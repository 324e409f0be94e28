use glam::Vec2;

/// Axis-aligned bounding box. `pos` is the top-left corner; y grows downward.
#[derive(Clone, Copy, Debug, PartialEq)]
pub struct Aabb {
    pub pos: Vec2,
    pub size: Vec2,
}

impl Aabb {
    pub fn new(x: f32, y: f32, w: f32, h: f32) -> Self {
        Self {
            pos: Vec2::new(x, y),
            size: Vec2::new(w, h),
        }
    }

    pub fn left(&self) -> f32 {
        self.pos.x
    }

    pub fn right(&self) -> f32 {
        self.pos.x + self.size.x
    }

    pub fn top(&self) -> f32 {
        self.pos.y
    }

    pub fn bottom(&self) -> f32 {
        self.pos.y + self.size.y
    }

    /// Open-interval overlap on x. Touching edges do not count.
    pub fn overlaps_x(&self, other: &Aabb) -> bool {
        self.left() < other.right() && other.left() < self.right()
    }

    /// Open-interval overlap on y. Touching edges do not count.
    pub fn overlaps_y(&self, other: &Aabb) -> bool {
        self.top() < other.bottom() && other.top() < self.bottom()
    }

    pub fn overlaps(&self, other: &Aabb) -> bool {
        self.overlaps_x(other) && self.overlaps_y(other)
    }

    /// Penetration of `self` into `other` when `self` is travelling along x in
    /// direction `dir` (+1 right, -1 left). `None` when `other` is not in the way.
    pub fn horizontal_penetration(&self, other: &Aabb, dir: f32) -> Option<f32> {
        if !self.overlaps_y(other) {
            return None;
        }
        if dir > 0.0 {
            (self.left() <= other.left() && self.right() > other.left())
                .then(|| self.right() - other.left())
        } else if dir < 0.0 {
            (other.left() <= self.left() && other.right() > self.left())
                .then(|| other.right() - self.left())
        } else {
            None
        }
    }
}

/// Linear velocity in pixels per tick.
#[derive(Clone, Copy, Debug, Default)]
pub struct Velocity(pub Vec2);

/// Marker: body is resting against a surface in the direction gravity pulls.
pub struct Grounded;

/// Static terrain flags. Only `solid` terrain takes part in collision.
#[derive(Clone, Copy, Debug, PartialEq, Eq)]
pub struct Terrain {
    pub solid: bool,
    pub breakable: bool,
}

/// Marker: pushable, gravity-affected box.
pub struct Moveable;
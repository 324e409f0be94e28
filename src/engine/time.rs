use std::time::{Duration, Instant};

pub struct FrameTimer {
    last: Instant,
    pub dt: Duration,
}

impl FrameTimer {
    pub fn new() -> Self {
        Self {
            last: Instant::now(),
            dt: Duration::ZERO,
        }
    }

    pub fn tick(&mut self) {
        let now = Instant::now();
        self.dt = now.duration_since(self.last);
        self.last = now;
    }
}

/// Turns wall-clock time into a whole number of fixed simulation ticks.
pub struct FixedStep {
    step: Duration,
    accumulator: Duration,
}

impl FixedStep {
    pub fn new(step: Duration) -> Self {
        Self {
            step,
            accumulator: Duration::ZERO,
        }
    }

    pub fn from_millis(ms: u64) -> Self {
        Self::new(Duration::from_millis(ms))
    }

    pub fn step(&self) -> Duration {
        self.step
    }

    /// Add `dt` and return how many ticks are now due.
    pub fn advance(&mut self, dt: Duration) -> u32 {
        self.accumulator += dt;
        let mut due = 0;
        while !self.step.is_zero() && self.accumulator >= self.step {
            self.accumulator -= self.step;
            due += 1;
        }
        due
    }

    /// Fraction of the next tick already elapsed, in `[0, 1)`.
    pub fn alpha(&self) -> f32 {
        if self.step.is_zero() {
            return 0.0;
        }
        self.accumulator.as_secs_f32() / self.step.as_secs_f32()
    }
}
use hecs::{Entity, World};
use log::trace;

use super::{aabb_of, set_aabb, sign_or_zero, StepCtx};
use crate::components::{Aabb, Velocity};

fn set_velocity_x(world: &mut World, entity: Entity, vx: f32) {
    if let Ok(mut vel) = world.get::<&mut Velocity>(entity) {
        vel.0.x = vx;
    }
}

/// First body in `candidates` that `body` runs into moving along `dir`, with the penetration depth.
fn first_hit(
    world: &World,
    candidates: impl IntoIterator<Item = Entity>,
    body: &Aabb,
    dir: f32,
) -> Option<(Entity, f32)> {
    candidates.into_iter().find_map(|e| {
        let other = aabb_of(world, e)?;
        body.horizontal_penetration(&other, dir).map(|pen| (e, pen))
    })
}

/// Displace moveable `start` horizontally by `request`, shoving any moveables
/// in the way, and return how far `start` was clamped back.
///
/// Each link sets its own `vx` to its request times `damping` and hands that
/// damped value on as the next link's request. The chain ends at free space,
/// at a static body (the link is clamped to touch it), at a body already in the
/// chain, or at `max_push_chain` links; the last two are treated like statics.
/// Links then settle back to front so no link overlaps the one it pushed.
pub fn push_chain(world: &mut World, ctx: &StepCtx, start: Entity, request: f32) -> f32 {
    let damping = ctx.config.damping;
    let dir = sign_or_zero(request);
    if dir == 0.0 {
        set_velocity_x(world, start, 0.0);
        return 0.0;
    }

    let mut chain: Vec<Entity> = Vec::new();
    let mut clamps: Vec<f32> = Vec::new();
    let mut current = start;
    let mut step = request;

    loop {
        let Some(mut body) = aabb_of(world, current) else {
            break;
        };
        body.pos.x += step;
        set_velocity_x(world, current, step * damping);
        chain.push(current);

        if let Some((_, pen)) = first_hit(world, ctx.statics.iter().copied(), &body, dir) {
            body.pos.x -= dir * pen;
            set_aabb(world, current, body);
            clamps.push(pen);
            break;
        }
        set_aabb(world, current, body);

        let others = ctx.moveables.iter().copied().filter(|&e| e != current);
        let Some((next, pen)) = first_hit(world, others, &body, dir) else {
            clamps.push(0.0);
            break;
        };
        if chain.contains(&next) || chain.len() >= ctx.config.max_push_chain {
            trace!("push chain stopped after {} links", chain.len());
            body.pos.x -= dir * pen;
            set_aabb(world, current, body);
            clamps.push(pen);
            break;
        }
        clamps.push(0.0);

        current = next;
        step *= damping;
    }

    for i in (0..chain.len().saturating_sub(1)).rev() {
        let (Some(mut body), Some(ahead)) = (aabb_of(world, chain[i]), aabb_of(world, chain[i + 1])) else {
            continue;
        };
        if let Some(pen) = body.horizontal_penetration(&ahead, dir) {
            body.pos.x -= dir * pen;
            set_aabb(world, chain[i], body);
            clamps[i] += pen;
        }
    }

    clamps.first().copied().unwrap_or(0.0)
}

#[cfg(test)]
mod tests {
    use super::*;
    use crate::config::PhysicsConfig;
    use crate::systems::testing::{crate_box, wall};
    use crate::systems::velocity_of;

    fn close(a: f32, b: f32) -> bool {
        (a - b).abs() < 1e-4
    }

    #[test]
    fn free_push_moves_full_request_and_damps() {
        let config = PhysicsConfig::default();
        let mut world = World::new();
        let a = crate_box(&mut world, 620.0, 960.0, 40.0, 40.0);
        let moveables = [a];
        let ctx = StepCtx {
            statics: &[],
            moveables: &moveables,
            gravity: 0.2,
            config: &config,
        };

        let clamp = push_chain(&mut world, &ctx, a, 4.0);
        assert_eq!(clamp, 0.0);
        assert!(close(aabb_of(&world, a).unwrap().left(), 624.0));
        assert!(close(velocity_of(&world, a).x, 3.6));
    }

    #[test]
    fn wall_clamps_single_box() {
        let config = PhysicsConfig::default();
        let mut world = World::new();
        let w = wall(&mut world, 100.0, 0.0, 20.0, 100.0);
        let a = crate_box(&mut world, 58.0, 10.0, 40.0, 40.0);
        let statics = [w];
        let moveables = [a];
        let ctx = StepCtx {
            statics: &statics,
            moveables: &moveables,
            gravity: 0.2,
            config: &config,
        };

        let clamp = push_chain(&mut world, &ctx, a, 5.0);
        assert!(close(clamp, 3.0));
        assert!(close(aabb_of(&world, a).unwrap().right(), 100.0));
    }

    #[test]
    fn chained_push_is_bounded_by_wall() {
        let config = PhysicsConfig::default();
        let mut world = World::new();
        let w = wall(&mut world, 150.0, 0.0, 20.0, 100.0);
        let a = crate_box(&mut world, 60.0, 10.0, 40.0, 40.0);
        let b = crate_box(&mut world, 100.0, 10.0, 40.0, 40.0);
        let statics = [w];
        let moveables = [a, b];
        let ctx = StepCtx {
            statics: &statics,
            moveables: &moveables,
            gravity: 0.2,
            config: &config,
        };

        let before_a = aabb_of(&world, a).unwrap().left();
        let before_b = aabb_of(&world, b).unwrap().left();
        let clamp = push_chain(&mut world, &ctx, a, 20.0);

        let moved_a = aabb_of(&world, a).unwrap().left() - before_a;
        let moved_b = aabb_of(&world, b).unwrap().left() - before_b;
        assert!(close(moved_b, 10.0));
        assert!(close(moved_a, moved_b));
        assert!(close(clamp, 20.0 - moved_a));
        assert!(close(aabb_of(&world, b).unwrap().right(), 150.0));
        assert!(close(aabb_of(&world, a).unwrap().right(), aabb_of(&world, b).unwrap().left()));
    }

    #[test]
    fn leftward_chain_mirrors_rightward() {
        let config = PhysicsConfig::default();
        let mut world = World::new();
        let w = wall(&mut world, 0.0, 0.0, 20.0, 100.0);
        let a = crate_box(&mut world, 70.0, 10.0, 40.0, 40.0);
        let b = crate_box(&mut world, 30.0, 10.0, 40.0, 40.0);
        let statics = [w];
        let moveables = [a, b];
        let ctx = StepCtx {
            statics: &statics,
            moveables: &moveables,
            gravity: 0.2,
            config: &config,
        };

        let clamp = push_chain(&mut world, &ctx, a, -15.0);
        assert!(close(aabb_of(&world, b).unwrap().left(), 20.0));
        assert!(close(aabb_of(&world, a).unwrap().left(), 60.0));
        assert!(close(clamp, 5.0));
    }

    #[test]
    fn stacked_duplicates_do_not_recurse_forever() {
        let config = PhysicsConfig::default();
        let mut world = World::new();
        let a = crate_box(&mut world, 0.0, 0.0, 40.0, 40.0);
        let b = crate_box(&mut world, 0.0, 0.0, 40.0, 40.0);
        let moveables = [a, b];
        let ctx = StepCtx {
            statics: &[],
            moveables: &moveables,
            gravity: 0.2,
            config: &config,
        };

        push_chain(&mut world, &ctx, a, 5.0);
        let left_a = aabb_of(&world, a).unwrap().left();
        assert!(left_a.is_finite());
    }

    #[test]
    fn chain_cap_acts_as_obstruction() {
        let config = PhysicsConfig {
            max_push_chain: 1,
            ..PhysicsConfig::default()
        };
        let mut world = World::new();
        let a = crate_box(&mut world, 0.0, 0.0, 40.0, 40.0);
        let b = crate_box(&mut world, 40.0, 0.0, 40.0, 40.0);
        let moveables = [a, b];
        let ctx = StepCtx {
            statics: &[],
            moveables: &moveables,
            gravity: 0.2,
            config: &config,
        };

        let clamp = push_chain(&mut world, &ctx, a, 5.0);
        assert!(close(clamp, 5.0));
        assert!(close(aabb_of(&world, a).unwrap().left(), 0.0));
        assert!(close(aabb_of(&world, b).unwrap().left(), 40.0));
    }

    #[test]
    fn zero_request_only_clears_velocity() {
        let config = PhysicsConfig::default();
        let mut world = World::new();
        let a = crate_box(&mut world, 0.0, 0.0, 40.0, 40.0);
        let moveables = [a];
        let ctx = StepCtx {
            statics: &[],
            moveables: &moveables,
            gravity: 0.2,
            config: &config,
        };
        assert_eq!(push_chain(&mut world, &ctx, a, 0.0), 0.0);
        assert_eq!(aabb_of(&world, a).unwrap().left(), 0.0);
    }
}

▶ Exercise details:
Both the first line of the data above and the line with "pub struct Grounded;" must be included; please return exactly those lines and the ones between them.

▶ Answer box:
repository 324e409f0be94e28
use glam::Vec2;

/// Axis-aligned bounding box. `pos` is the top-left corner; y grows downward.
#[derive(Clone, Copy, Debug, PartialEq)]
pub struct Aabb {
    pub pos: Vec2,
    pub size: Vec2,
}

impl Aabb {
    pub fn new(x: f32, y: f32, w: f32, h: f32) -> Self {
        Self {
            pos: Vec2::new(x, y),
            size: Vec2::new(w, h),
        }
    }

    pub fn left(&self) -> f32 {
        self.pos.x
    }

    pub fn right(&self) -> f32 {
        self.pos.x + self.size.x
    }

    pub fn top(&self) -> f32 {
        self.pos.y
    }

    pub fn bottom(&self) -> f32 {
        self.pos.y + self.size.y
    }

    /// Open-interval overlap on x. Touching edges do not count.
    pub fn overlaps_x(&self, other: &Aabb) -> bool {
        self.left() < other.right() && other.left() < self.right()
    }

    /// Open-interval overlap on y. Touching edges do not count.
    pub fn overlaps_y(&self, other: &Aabb) -> bool {
        self.top() < other.bottom() && other.top() < self.bottom()
    }

    pub fn overlaps(&self, other: &Aabb) -> bool {
        self.overlaps_x(other) && self.overlaps_y(other)
    }

    /// Penetration of `self` into `other` when `self` is travelling along x in
    /// direction `dir` (+1 right, -1 left). `None` when `other` is not in the way.
    pub fn horizontal_penetration(&self, other: &Aabb, dir: f32) -> Option<f32> {
        if !self.overlaps_y(other) {
            return None;
        }
        if dir > 0.0 {
            (self.left() <= other.left() && self.right() > other.left())
                .then(|| self.right() - other.left())
        } else if dir < 0.0 {
            (other.left() <= self.left() && other.right() > self.left())
                .then(|| other.right() - self.left())
        } else {
            None
        }
    }
}

/// Linear velocity in pixels per tick.
#[derive(Clone, Copy, Debug, Default)]
pub struct Velocity(pub Vec2);

/// Marker: body is resting against a surface in the direction gravity pulls.
pub struct Grounded;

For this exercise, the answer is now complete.